Per Mertesacker, the former Arsenal and Germany defender, will leave his role as Arsenal academy manager at the end of this season.
The 41-year-old, who took control of the academy in 2018 after seven years as an Arsenal first-team player, has said he wants to “explore something new”.
Richard Garlick, Arsenal’s chief executive offer, said the club will be “incredibly sad” to see Mertesacker depart.
Mertesacker will remain in his post until the end of the season to support the club’s succession planning.
Mertesacker’s human touch will be sorely missed
Shortly before he left Arsenal for Manchester City in the summer of 2016, Mikel Arteta had a message for Ivan Gazidis, then the club’s chief executive. “You can’t lose Per,” Arteta told Gazidis. “You can’t lose this guy. Just put him somewhere.”
Arteta knew then how important a figure Mertesacker had become at the Emirates Stadium, and he also knew that Mertesacker could remain an important figure long after his playing career had ended. The club evidently agreed, appointing Mertesacker as their academy manager in 2018.

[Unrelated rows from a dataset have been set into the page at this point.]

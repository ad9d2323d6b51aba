//! Virtual clock for scripted sessions.
//!
//! Deterministic nanosecond time source used in place of the wall clock
//! during replay, so event timestamps are reproducible across runs.

use std::sync::atomic::{AtomicU64, Ordering};
use std::sync::Arc;

#[derive(Clone, Default)]
pub struct VirtualClock {
    offset_ns: Arc<AtomicU64>,
}

impl VirtualClock {
    /// Creates a clock starting at the given nanosecond offset.
    pub fn new(start_ns: u64) -> Self {
        Self {
            offset_ns: Arc::new(AtomicU64::new(start_ns)),
        }
    }

    /// Current virtual time in nanoseconds.
    #[inline]
    pub fn now_ns(&self) -> u64 {
        self.offset_ns.load(Ordering::Acquire)
    }

    /// Advances by the given number of nanoseconds.
    #[inline]
    pub fn advance_ns(&self, ns: u64) {
        self.offset_ns.fetch_add(ns, Ordering::Release);
    }

    /// Advances by whole seconds, matching the session tick granularity.
    #[inline]
    pub fn advance_secs(&self, secs: u64) {
        self.advance_ns(secs * 1_000_000_000);
    }
}
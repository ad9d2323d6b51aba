//! Mapping from configuration to core session types.

use tentvakt_config::{CatalogConfig, SessionConfig};
use tentvakt_core::classifier::SignalCatalog;
use tentvakt_core::session::SessionParams;

pub(crate) fn catalog_from(config: &CatalogConfig) -> SignalCatalog {
    let mut catalog = match config.profile.as_str() {
        "compact" => SignalCatalog::compact(),
        _ => SignalCatalog::primary(),
    };
    catalog.set_blocked_shortcuts(config.blocked_shortcuts.clone());
    catalog
}

pub(crate) fn params_from(config: &SessionConfig) -> SessionParams {
    SessionParams {
        lockout_threshold: config.lockout_threshold,
        retention: config.retention,
        limit_secs: config.time_limit_secs,
    }
}
//! # Tentvakt Configuration System
//!
//! Hierarchical configuration for the Tentvakt proctoring monitor.
//!
//! ## Features
//! - **Unified Configuration**: Single source of truth across all components
//! - **Validation**: Runtime validation of thresholds and catalog entries
//! - **Environment Awareness**: Per‑environment override files plus
//!   `TENTVAKT_*` environment variables

#![warn(unsafe_code)]
#![deny(rustdoc::broken_intra_doc_links)]

use std::path::{Path, PathBuf};

use figment::{
    providers::{Env, Format, Serialized, Yaml},
    Figment,
};
use serde::{Deserialize, Serialize};
use validator::Validate;

mod catalog;
mod engine;
mod error;
mod session;
mod validation;

pub use catalog::CatalogConfig;
pub use catalog::DevtoolsConfig;
pub use engine::EngineConfig;
pub use error::ConfigError;
pub use session::SessionConfig;

/// Top‑level configuration container for all Tentvakt components.
#[derive(Debug, Serialize, Deserialize, Validate, Default, Clone)]
pub struct TentvaktConfig {
    /// Session parameters (lockout threshold, retention, time limit).
    #[validate(nested)]
    pub session: SessionConfig,

    /// Signal catalog parameters (severity profile, blocked shortcuts,
    /// devtools heuristic).
    #[validate(nested)]
    pub catalog: CatalogConfig,

    /// Runtime parameters (notification queue sizing).
    #[validate(nested)]
    pub engine: EngineConfig,
}

impl TentvaktConfig {
    /// Load configuration from default files and environment.
    ///
    /// Hierarchy:
    /// 1. Default values
    /// 2. `config/tentvakt.yaml` — base settings; defaults are used if missing.
    /// 3. `config/<environment>.yaml` — environment‑specific overrides.
    /// 4. `TENTVAKT_*` environment variables.
    pub fn load() -> Result<Self, ConfigError> {
        let mut figment = Figment::from(Serialized::defaults(TentvaktConfig::default()));

        if Path::new("config/tentvakt.yaml").exists() {
            figment = figment.merge(Yaml::file("config/tentvakt.yaml"));
        }

        let env = std::env::var("TENTVAKT_ENV").unwrap_or_else(|_| "production".into());
        let env_file = format!("config/{}.yaml", env);
        if Path::new(&env_file).exists() {
            figment = figment.merge(Yaml::file(env_file));
        }

        figment
            .merge(Env::prefixed("TENTVAKT_").split("__"))
            .extract()
            .map_err(ConfigError::from)
            .and_then(|config: Self| {
                config.validate()?;
                Ok(config)
            })
    }

    /// Load configuration from a specific path, with environment overrides.
    pub fn load_from_path<P: AsRef<Path>>(path: P) -> Result<Self, ConfigError> {
        let path = path.as_ref();
        if !path.exists() {
            return Err(ConfigError::FileNotFound(PathBuf::from(path)));
        }

        Figment::from(Serialized::defaults(TentvaktConfig::default()))
            .merge(Yaml::file(path))
            .merge(Env::prefixed("TENTVAKT_").split("__"))
            .extract()
            .map_err(ConfigError::from)
            .and_then(|config: Self| {
                config.validate()?;
                Ok(config)
            })
    }
}

#[cfg(test)]
mod tests {
    use super::*;

    #[test]
    fn full_config_validation() {
        let config = TentvaktConfig::default();
        config.validate().expect("Default config should validate");
    }

    #[test]
    fn environment_override() {
        std::env::set_var("TENTVAKT_SESSION__LOCKOUT_THRESHOLD", "8");
        let config = TentvaktConfig::load().unwrap();
        assert_eq!(config.session.lockout_threshold, 8);
        std::env::remove_var("TENTVAKT_SESSION__LOCKOUT_THRESHOLD");
    }

    #[test]
    fn missing_file_is_reported() {
        let err = TentvaktConfig::load_from_path("config/no-such-file.yaml").unwrap_err();
        assert!(matches!(err, ConfigError::FileNotFound(_)));
    }
}
//! Custom validation functions for configuration.

use validator::ValidationError;

/// Validate the severity profile name.
pub fn validate_profile(profile: &str) -> Result<(), ValidationError> {
    let re = regex::Regex::new("^(primary|compact)$")
        .map_err(|_| ValidationError::new("invalid_regex"))?;
    if re.is_match(profile) {
        Ok(())
    } else {
        Err(ValidationError::new("invalid_profile"))
    }
}

/// Validate that every blocked-shortcut entry follows the
/// `Ctrl[+Shift]+<key>` / `F<n>` / named-key syntax.
pub fn validate_shortcut_list(shortcuts: &[String]) -> Result<(), ValidationError> {
    let re = regex::Regex::new(r"^(Ctrl\+(Shift\+)?[A-Za-z]|F[0-9]{1,2}|PrintScreen)$")
        .map_err(|_| ValidationError::new("invalid_regex"))?;

    if shortcuts.is_empty() {
        return Err(ValidationError::new("empty_shortcut_list"));
    }
    if shortcuts.iter().all(|s| re.is_match(s)) {
        Ok(())
    } else {
        Err(ValidationError::new("invalid_shortcut"))
    }
}

#[cfg(test)]
mod tests {
    use super::*;

    #[test]
    fn known_profiles_accepted() {
        assert!(validate_profile("primary").is_ok());
        assert!(validate_profile("compact").is_ok());
        assert!(validate_profile("full").is_err());
    }

    #[test]
    fn shortcut_syntax() {
        let ok = vec!["Ctrl+C".to_string(), "F12".into(), "PrintScreen".into()];
        assert!(validate_shortcut_list(&ok).is_ok());

        let bad = vec!["Ctrl-C".to_string()];
        assert!(validate_shortcut_list(&bad).is_err());

        assert!(validate_shortcut_list(&[]).is_err());
    }
}
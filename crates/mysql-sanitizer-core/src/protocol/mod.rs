//! MySQL wire protocol primitives.
//!
//! This module provides:
//! - Packet type, framing constants, and terminal-packet classification
//! - Length-encoded integer/string codec over packet payloads
//! - Column-definition decoding for result sets

pub mod column;
pub mod constants;
pub mod packet;
pub mod wire;

pub use column::Column;
pub use packet::{classify, Packet, PacketKind};
pub use wire::PayloadReader;
//! Row-value sanitization transform.
//!
//! Maps a sensitive value to the hex-encoded SHA-256 of `value ++ salt`.
//! The output is deterministic for a fixed salt, so repeated queries and
//! joins over a sanitized column stay self-consistent while the original
//! value remains unrecoverable.

use sha2::{Digest, Sha256};

use crate::protocol::Column;

/// Length of a hex-encoded SHA-256 digest in bytes.
pub const DIGEST_HEX_LEN: usize = 64;

/// Replace a sensitive value.
///
/// The replacement is the 64-character hex digest, truncated to the
/// column's declared length when that is narrower. Truncation is a
/// documented lossy trade-off for narrow columns: the result still fits
/// the client's declared schema but collides more easily.
#[must_use]
pub fn sanitize_value(value: &[u8], column: &Column, salt: &[u8]) -> Vec<u8> {
    let mut hasher = Sha256::new();
    hasher.update(value);
    hasher.update(salt);
    let mut replacement = hex::encode(hasher.finalize());
    replacement.truncate(DIGEST_HEX_LEN.min(column.length as usize));
    replacement.into_bytes()
}
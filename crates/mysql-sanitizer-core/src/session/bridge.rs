//! Per-session packet bridge between the client and upstream handlers.
//!
//! Each accepted client connection gets one bridge: two FIFO channels
//! (`toward_server` for client packets, `toward_client` for server packets)
//! and a shutdown signal either side can raise. The two session tasks share
//! nothing else.
//!
//! Teardown has two layers. Dropping an end closes its channel halves, so a
//! peer blocked on a channel operation returns immediately; the broadcast
//! shutdown signal additionally wakes a peer blocked on socket I/O. Both
//! ends raise the signal on drop, so teardown fires no matter how a task
//! exits.

use tokio::sync::{broadcast, mpsc};

use crate::error::{ProxyError, Result};
use crate::protocol::Packet;

/// Builder for the two connected bridge ends of one session.
pub struct SessionBridge;

impl SessionBridge {
    /// Create a bridge with the given per-direction channel capacity.
    #[must_use]
    pub fn new(capacity: usize) -> (ClientEnd, UpstreamEnd) {
        let (toward_server_tx, toward_server_rx) = mpsc::channel(capacity);
        let (toward_client_tx, toward_client_rx) = mpsc::channel(capacity);
        let (shutdown_tx, _) = broadcast::channel(1);

        let client = ClientEnd {
            toward_server: toward_server_tx,
            toward_client: toward_client_rx,
            shutdown: shutdown_tx.subscribe(),
            shutdown_tx: shutdown_tx.clone(),
        };
        let upstream = UpstreamEnd {
            toward_server: toward_server_rx,
            toward_client: toward_client_tx,
            shutdown: shutdown_tx.subscribe(),
            shutdown_tx,
        };
        (client, upstream)
    }
}

/// Bridge end held by the client-facing pump.
pub struct ClientEnd {
    toward_server: mpsc::Sender<Packet>,
    toward_client: mpsc::Receiver<Packet>,
    shutdown: broadcast::Receiver<()>,
    shutdown_tx: broadcast::Sender<()>,
}

impl ClientEnd {
    /// Queue a client packet for the upstream handler.
    pub async fn send_toward_server(&self, packet: Packet) -> Result<()> {
        self.toward_server
            .send(packet)
            .await
            .map_err(|_| ProxyError::BridgeClosed)
    }

    /// Wait for the next packet destined for the client, or for teardown.
    ///
    /// Biased toward the packet channel: packets queued before teardown
    /// was raised still drain to the client, so a final auth rejection or
    /// synthesized error is never discarded. The signal is honored once
    /// the channel is empty.
    pub async fn recv_toward_client(&mut self) -> Result<Packet> {
        tokio::select! {
            biased;
            packet = self.toward_client.recv() => packet.ok_or(ProxyError::BridgeClosed),
            _ = self.shutdown.recv() => Err(ProxyError::Shutdown),
        }
    }

    /// Raise the session-wide teardown signal.
    pub fn trigger_teardown(&self) {
        let _ = self.shutdown_tx.send(());
    }

    /// Resolves when the peer raises teardown.
    pub async fn teardown_signal(&mut self) {
        let _ = self.shutdown.recv().await;
    }
}

impl Drop for ClientEnd {
    fn drop(&mut self) {
        let _ = self.shutdown_tx.send(());
    }
}

/// Bridge end held by the upstream session handler.
pub struct UpstreamEnd {
    toward_server: mpsc::Receiver<Packet>,
    toward_client: mpsc::Sender<Packet>,
    shutdown: broadcast::Receiver<()>,
    shutdown_tx: broadcast::Sender<()>,
}

impl UpstreamEnd {
    /// Wait for the next client packet, or for teardown.
    pub async fn recv_toward_server(&mut self) -> Result<Packet> {
        tokio::select! {
            packet = self.toward_server.recv() => packet.ok_or(ProxyError::BridgeClosed),
            _ = self.shutdown.recv() => Err(ProxyError::Shutdown),
        }
    }

    /// Queue a server-side packet for the client pump.
    pub async fn send_toward_client(&self, packet: Packet) -> Result<()> {
        self.toward_client
            .send(packet)
            .await
            .map_err(|_| ProxyError::BridgeClosed)
    }

    /// Raise the session-wide teardown signal.
    pub fn trigger_teardown(&self) {
        let _ = self.shutdown_tx.send(());
    }

    /// Resolves when the peer raises teardown.
    pub async fn teardown_signal(&mut self) {
        let _ = self.shutdown.recv().await;
    }
}

impl Drop for UpstreamEnd {
    fn drop(&mut self) {
        let _ = self.shutdown_tx.send(());
    }
}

Mertesacker’s departure after this season will mark the end of a 15-year spell (seven years as a player, eight as academy manager) in which he has effectively become an institution within the institution. Everyone at Arsenal knows Mertesacker, whose influence has extended far beyond his day job with the academy, and his decision to leave has triggered considerable sadness within various departments.
Dignified and thoughtful, Mertesacker has been so much more than an academy manager over these past eight years. He has been an ambassador for the club on many occasions – such as when he was involved in their honouring of Holocaust Memorial Day, or when he opened a new mental health centre in north London – and he has also, briefly, been a first-team coach. Mertesacker worked as an assistant to interim head coach Freddie Ljungberg in 2019.
In the eyes of most Arsenal supporters, Mertesacker’s legacy as academy manager will be the development of youngsters Ethan Nwaneri, Myles Lewis-Skelly, Max Dowman and Marli Salmon into first-team players. These four teenagers all joined the club at a young age, before progressing through an academy that had been reshaped by Mertesacker.
There is so much more to the German’s role, though, than the progression of elite-level wonderkids. “I am taking care of 180 kids who think they are the one percent who can make it in professional football,” he told Telegraph Sport in 2019. “That’s what I deal with on a daily basis.”
The responsibility on Mertesacker has been enormous, and it is clear that he has often felt the weight of it. In 2023 he told Telegraph Sport that the difficult parts of the job, which include informing young players and families that they are being released, had not become any easier over time.
“I go into these meetings and I am nervous, similar to playing 300 games and going into an FA Cup final feeling nervous,” he said. “Whenever I go into a tough conversation with a staff member, or the decision is to release someone because we believe it is better for the individual, I will still be nervous and stutter when I talk.”
As academy manager, Mertesacker has placed huge emphasis on education and human values. His message to players and families has often involved the words “respect, discipline and humility”, and he has clearly been shaped by his own experiences as a young player, including the time his father made him turn down a professional deal because he had been offered too much money.
It has undoubtedly helped Mertesacker’s standing with young players and their families that he had such a successful playing career. He won the World Cup with Germany, after all. But he knew he could not rely on his CV for long. “The reputation that you have built maybe lasts a couple of years,” he said in 2023. “You have to quickly move into adapting, learning quickly to lead 80 to 100 members of staff that we have in the academy.”
Mertesacker being Mertesacker, he will probably be disappointed that more academy players have not burst into Arteta’s squad over the past few years. Standards can always be higher, and Arsenal have recently embarked on a recruitment drive to bring in more high-class youngsters from around the world.
But there is no doubt that Mertesacker’s imminent departure is a blow to the academy, and to Arsenal as a whole. This is a club that has endured so much change over the past decade – at playing level and executive level – but their tall and friendly German has been one of the few constants. First as a player, then as a captain and more recently as one of the people most responsible for shaping Arsenal’s future. He will certainly be missed.